Following on from my blog post and making sure your file systems are part of a consistency group – so the data is consistent after a restart, the next question is
“how long will it take to fail over?”.
There are two areas you need to look at
- The time to detect and outage. This can be broken down into the time the active queue manager releases the lock, and the time taken for the release of the lock to be reflected to the standby system. You need to test and measure this time. For example you may need to adjust your network configuration.
- The time taken to restart the queue manager. There is an excellent blog post on this from Ant at IBM.
- The blog post talks about the rate at which clients can connect to MQ. Yes MQ can support 10,000 client connections. But if it takes a significant time to reconnect them all, you may want multiple queue managers, and have parallelism
- Avoid deep queues. In my time at IBM I saw many customers with thousands of messages on a queue with an age over 1 year old! You need to clean up the queue. Your applications team should have a process that runs perhaps once a day which cleans up all old messages. For example there was a getting application instance which timed out and terminated, then the reply arrived.
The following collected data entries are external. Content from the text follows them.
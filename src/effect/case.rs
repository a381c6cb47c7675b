//! Case LEDs lit by lever directions

use super::paint;
use crate::bounds::{Frame, PositionSet};
use crate::fade::{FadeStep, FadeTable};
use crate::options::TickParams;
use crate::pixel::PressedMasks;

/// Render the configured case range
///
/// Every case LED rests at the case normal color. Offsets listed for a held
/// lever direction show the case press color and fade out after release.
/// Negative offsets and offsets outside the range are ignored.
pub fn render_case_leds(
    frame: &mut Frame,
    fade: &mut FadeTable,
    painted: &mut PositionSet,
    pressed: &PressedMasks,
    params: &TickParams,
    step: FadeStep,
) {
    let Some(bounds) = params.case else {
        return;
    };

    let mut active = PositionSet::new();
    for (direction, offsets) in &params.case_offsets {
        if !pressed.contains(*direction) {
            continue;
        }
        for &offset in offsets {
            if let Some(target) = bounds.offset(offset) {
                active.insert(target);
            }
        }
    }

    for position in bounds.positions() {
        let press = active.contains(position).then_some(params.case_press);
        paint(frame, fade, painted, position, press, params.case_normal, step);
    }
}
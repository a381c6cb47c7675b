//! Render loop pacing
//!
//! Polls the animation station at a fixed render rate without async/await
//! or platform-specific timers. The caller sleeps between ticks.

use embassy_time::{Duration, Instant};

use crate::bounds::{Frame, blank_frame};
use crate::clock::Clock;
use crate::options::OptionsStore;
use crate::station::AnimationStation;
use crate::OutputDriver;

/// Default render poll rate (200 Hz).
pub const DEFAULT_POLL_HZ: u32 = 200;

/// Default poll period based on the poll rate.
pub const DEFAULT_POLL_DURATION: Duration = Duration::from_millis(1000 / DEFAULT_POLL_HZ as u64);

/// Result of a scheduler tick.
#[derive(Debug, Clone, Copy)]
pub struct FrameResult {
    /// Whether a new frame was pushed to the output
    pub rendered: bool,
    /// The deadline for the next poll.
    pub next_deadline: Instant,
    /// How long to wait until the next poll (may be zero if behind schedule).
    pub sleep_duration: Duration,
}

/// Portable render loop step
///
/// The animations gate their own frame rate, so the scheduler polls faster
/// than the fastest animation and forwards a frame to the driver only when
/// the station produced one.
///
/// # Usage
///
/// ```ignore
/// let mut scheduler = FrameScheduler::new(station, driver);
///
/// loop {
///     let result = scheduler.tick();
///     sleep_ms(result.sleep_duration.as_millis());
/// }
/// ```
pub struct FrameScheduler<O: OutputDriver, S: OptionsStore, C: Clock> {
    output: O,
    station: AnimationStation<S, C>,
    frame: Frame,
    next_poll: Instant,
    poll_duration: Duration,
}

impl<O: OutputDriver, S: OptionsStore, C: Clock> FrameScheduler<O, S, C> {
    /// Create a new frame scheduler polling at `DEFAULT_POLL_HZ`.
    pub fn new(station: AnimationStation<S, C>, driver: O) -> Self {
        Self::with_poll_duration(station, driver, DEFAULT_POLL_DURATION)
    }

    /// Create a new frame scheduler with a custom poll period.
    pub fn with_poll_duration(
        station: AnimationStation<S, C>,
        driver: O,
        poll_duration: Duration,
    ) -> Self {
        Self {
            output: driver,
            station,
            frame: blank_frame(),
            next_poll: Instant::from_millis(0),
            poll_duration,
        }
    }

    /// Poll the station once and return timing information.
    pub fn tick(&mut self) -> FrameResult {
        let now = self.station.clock().now();

        // Skip the backlog after a long stall instead of polling in a burst
        let max_drift = self.poll_duration * 2;
        if now > self.next_poll + max_drift {
            self.next_poll = now;
        }

        let rendered = self.station.animate(&mut self.frame);
        if rendered {
            self.output.write(&self.frame);
        }

        self.next_poll += self.poll_duration;

        let sleep_duration = self
            .next_poll
            .checked_duration_since(now)
            .unwrap_or(Duration::from_millis(0));

        FrameResult {
            rendered,
            next_deadline: self.next_poll,
            sleep_duration,
        }
    }

    /// Last frame pushed to the output
    pub fn frame(&self) -> &Frame {
        &self.frame
    }

    pub fn station(&self) -> &AnimationStation<S, C> {
        &self.station
    }

    pub fn station_mut(&mut self) -> &mut AnimationStation<S, C> {
        &mut self.station
    }
}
- During normal running most of the IO is write – and this often goes into cache, so very fast. During recovery the IO is reading from disk which might be from rotating disks rather than solid state.
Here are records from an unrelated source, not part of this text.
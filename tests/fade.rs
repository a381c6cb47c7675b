mod tests {
    use embassy_time::Duration;
    use gridlight_composer::color::Rgb;
    use gridlight_composer::fade::{FadeStep, FadeTable};

    const PRESS: Rgb = Rgb {
        r: 255,
        g: 255,
        b: 255,
    };
    const BASE: Rgb = Rgb { r: 0, g: 0, b: 255 };

    fn step(elapsed_ms: u64) -> FadeStep {
        FadeStep {
            cooldown: Duration::from_millis(500),
            elapsed: Duration::from_millis(elapsed_ms),
        }
    }

    #[test]
    fn test_press_shows_press_color() {
        let mut fade: FadeTable = FadeTable::new();
        assert_eq!(fade.resolve(3, Some(PRESS), BASE, step(80)), Some(PRESS));
        let entry = fade.entry(3).unwrap();
        assert_eq!(entry.remaining_ms, 500);
        assert_eq!(entry.hit, PRESS);
    }

    #[test]
    fn test_release_blends_between_colors() {
        let mut fade: FadeTable = FadeTable::new();
        fade.resolve(3, Some(PRESS), BASE, step(0));

        let color = fade.resolve(3, None, BASE, step(80)).unwrap();
        assert_ne!(color, PRESS);
        assert_ne!(color, BASE);
        assert_eq!(color, Rgb::new(214, 214, 255));
    }

    #[test]
    fn test_release_converges_to_base() {
        let mut fade: FadeTable = FadeTable::new();
        fade.resolve(3, Some(PRESS), BASE, step(0));

        let mut color = PRESS;
        for _ in 0..7 {
            color = fade.resolve(3, None, BASE, step(80)).unwrap();
        }
        assert_eq!(color, BASE);
        assert_eq!(fade.entry(3).unwrap().remaining_ms, 0);
    }

    #[test]
    fn test_untouched_position_shows_base() {
        let mut fade: FadeTable = FadeTable::new();
        assert_eq!(fade.resolve(42, None, BASE, step(80)), Some(BASE));
    }

    #[test]
    fn test_out_of_range_position_is_ignored() {
        let mut fade: FadeTable = FadeTable::new();
        assert_eq!(fade.resolve(100, Some(PRESS), BASE, step(80)), None);
        assert_eq!(fade.blend(250, BASE, Duration::from_millis(500)), None);
        assert!(fade.entry(100).is_none());
    }

    #[test]
    fn test_zero_cooldown_never_fades() {
        let mut fade: FadeTable = FadeTable::new();
        let instant = FadeStep {
            cooldown: Duration::from_millis(0),
            elapsed: Duration::from_millis(80),
        };
        fade.resolve(1, Some(PRESS), BASE, instant);
        assert_eq!(fade.resolve(1, None, BASE, instant), Some(BASE));
    }
}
One lesson from this is you need to test the recover. You need to test a realistic scenario – take the worst case of number of connections, with peak throughput, and then pull the plug on the active system.
Another lesson is you need to do this regularly – for example monthly as configurations can change.
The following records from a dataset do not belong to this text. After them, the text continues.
//! Logical grid layouts and their mapping onto the board's pixels
//!
//! A layout preset lists which input mask sits at which grid cell. At
//! construction the preset is cross-referenced with the pixels the board
//! actually reports, producing the ordered element list the gradient sweeps
//! over. Cells without a pixel on this board are dropped.

use heapless::Vec;

#[cfg(feature = "esp32-log")]
use esp_println::println;

use crate::bounds::FRAME_SIZE;
use crate::pixel::{Pixel, mask};

/// Maximum number of grid cells a preset may declare
pub const MAX_ELEMENTS: usize = 16;
/// Maximum frame positions collected for one grid element
pub const MAX_ELEMENT_POSITIONS: usize = 8;
/// Maximum frame positions collected for one lever direction
pub const MAX_LEVER_POSITIONS: usize = 8;

const PRESET_ID_TOUCHPAD_GRID: i32 = 0;
const PRESET_ID_FIGHTSTICK: i32 = 1;

/// One cell of a layout preset
#[derive(Debug, Clone, Copy, PartialEq, Eq)]
pub struct LayoutEntry {
    pub mask: u32,
    pub row: u8,
    pub column: u8,
}

const fn cell(mask: u32, row: u8, column: u8) -> LayoutEntry {
    LayoutEntry { mask, row, column }
}

// 4x4 grid, touchpad in the top-left corner
const TOUCHPAD_GRID: [LayoutEntry; 11] = [
    cell(mask::A2, 0, 0),
    cell(mask::B1, 1, 0),
    cell(mask::B2, 1, 1),
    cell(mask::R1, 1, 2),
    cell(mask::L1, 1, 3),
    cell(mask::B3, 2, 0),
    cell(mask::B4, 2, 1),
    cell(mask::R2, 2, 2),
    cell(mask::L2, 2, 3),
    cell(mask::L3, 3, 0),
    cell(mask::R3, 3, 1),
];

// Two rows of four, punches on top
const FIGHTSTICK: [LayoutEntry; 8] = [
    cell(mask::B3, 0, 0),
    cell(mask::B4, 0, 1),
    cell(mask::R1, 0, 2),
    cell(mask::L1, 0, 3),
    cell(mask::B1, 1, 0),
    cell(mask::B2, 1, 1),
    cell(mask::R2, 1, 2),
    cell(mask::L2, 1, 3),
];

/// Built-in logical layouts
#[derive(Debug, Clone, Copy, PartialEq, Eq, Default)]
#[repr(i32)]
pub enum LayoutPreset {
    #[default]
    TouchpadGrid = PRESET_ID_TOUCHPAD_GRID,
    Fightstick = PRESET_ID_FIGHTSTICK,
}

impl LayoutPreset {
    /// Resolve a stored preset selector, falling back to the touchpad grid
    pub const fn resolve(raw: i32) -> Self {
        match raw {
            PRESET_ID_FIGHTSTICK => Self::Fightstick,
            _ => Self::TouchpadGrid,
        }
    }

    pub const fn entries(self) -> &'static [LayoutEntry] {
        match self {
            Self::TouchpadGrid => &TOUCHPAD_GRID,
            Self::Fightstick => &FIGHTSTICK,
        }
    }

    /// Number of columns along the sweep axis
    pub const fn columns(self) -> u8 {
        4
    }

    pub const fn rows(self) -> u8 {
        match self {
            Self::TouchpadGrid => 4,
            Self::Fightstick => 2,
        }
    }
}

/// A grid cell present on this board
#[derive(Debug, Clone, PartialEq, Eq)]
pub struct GridElement {
    pub mask: u32,
    pub row: u8,
    pub column: u8,
    /// Position in sweep order (column-major, top to bottom)
    pub order: u8,
    /// Frame positions of every pixel sharing this mask, sorted
    pub positions: Vec<u8, MAX_ELEMENT_POSITIONS>,
}

/// Frame positions lit by one lever direction
#[derive(Debug, Clone, PartialEq, Eq)]
pub struct LeverGroup {
    pub mask: u32,
    pub positions: Vec<u8, MAX_LEVER_POSITIONS>,
}

/// Logical-to-physical map built once per animation instance
#[derive(Debug, Clone, Default)]
pub struct GridLayout {
    elements: Vec<GridElement, MAX_ELEMENTS>,
    levers: Vec<LeverGroup, { mask::DIRECTIONS.len() }>,
    columns: u8,
}

impl GridLayout {
    /// Cross-reference a preset with the board's pixels
    pub fn discover(pixels: &[Pixel], preset: LayoutPreset) -> Self {
        let mut elements = Vec::new();
        let mut order: u8 = 0;

        for column in 0..preset.columns() {
            for row in 0..preset.rows() {
                for entry in preset.entries() {
                    if entry.column != column || entry.row != row {
                        continue;
                    }
                    let mut positions = Vec::new();
                    collect_positions(pixels, entry.mask, &mut positions);
                    if positions.is_empty() {
                        continue;
                    }
                    let element = GridElement {
                        mask: entry.mask,
                        row,
                        column,
                        order,
                        positions,
                    };
                    if elements.push(element).is_err() {
                        break;
                    }
                    order = order.saturating_add(1);
                }
            }
        }

        let mut levers = Vec::new();
        for direction in mask::DIRECTIONS {
            let mut positions = Vec::new();
            collect_positions(pixels, direction, &mut positions);
            if positions.is_empty() {
                continue;
            }
            if levers.push(LeverGroup {
                mask: direction,
                positions,
            })
            .is_err()
            {
                break;
            }
        }

        #[cfg(feature = "esp32-log")]
        println!(
            "[GridLayout.discover] {:?}: {} elements, {} lever groups",
            preset,
            elements.len(),
            levers.len()
        );

        Self {
            elements,
            levers,
            columns: preset.columns(),
        }
    }

    pub fn elements(&self) -> &[GridElement] {
        &self.elements
    }

    pub fn levers(&self) -> &[LeverGroup] {
        &self.levers
    }

    /// Number of columns along the sweep axis
    pub const fn columns(&self) -> u8 {
        self.columns
    }
}

/// Gather the in-frame positions of every present pixel carrying `target`
///
/// The result is sorted and free of duplicates, so the pixel report order
/// never leaks into the layout.
fn collect_positions<const N: usize>(pixels: &[Pixel], target: u32, out: &mut Vec<u8, N>) {
    for pixel in pixels {
        if pixel.mask != target || !pixel.is_present() {
            continue;
        }
        for &position in &pixel.positions {
            if usize::from(position) >= FRAME_SIZE || out.contains(&position) {
                continue;
            }
            if out.push(position).is_err() {
                #[cfg(feature = "esp32-log")]
                println!(
                    "[GridLayout.discover] mask {:#x}: position {} dropped",
                    target, position
                );
                break;
            }
        }
    }
    out.sort_unstable();
}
Hi Colin, you’re dead right to highlight the question of restart times, this is a critical factor in how available your MQ system is. For that reason MQ has been focusing on this recently, and a number of improvements have been made (since 9.1.1). As you say, everyone test their own systems, but if you’re interested in what we’ve seen in the lab for those “worse case” scenarios, start here https://developer.ibm.com/messaging/2019/06/12/improved-switch-fail-over-times-in-mq-v9-1-2/.
From that work we saw that another aspect to consider when looking for speedy recovery is in your channels. It’s one thing to get your queue manager back online in a couple of seconds, but you have to make sure clients and other queue managers notice as quickly as possible to get messages flowing again. For this reason you need to check your heartbeat and channel retry intervals on channels.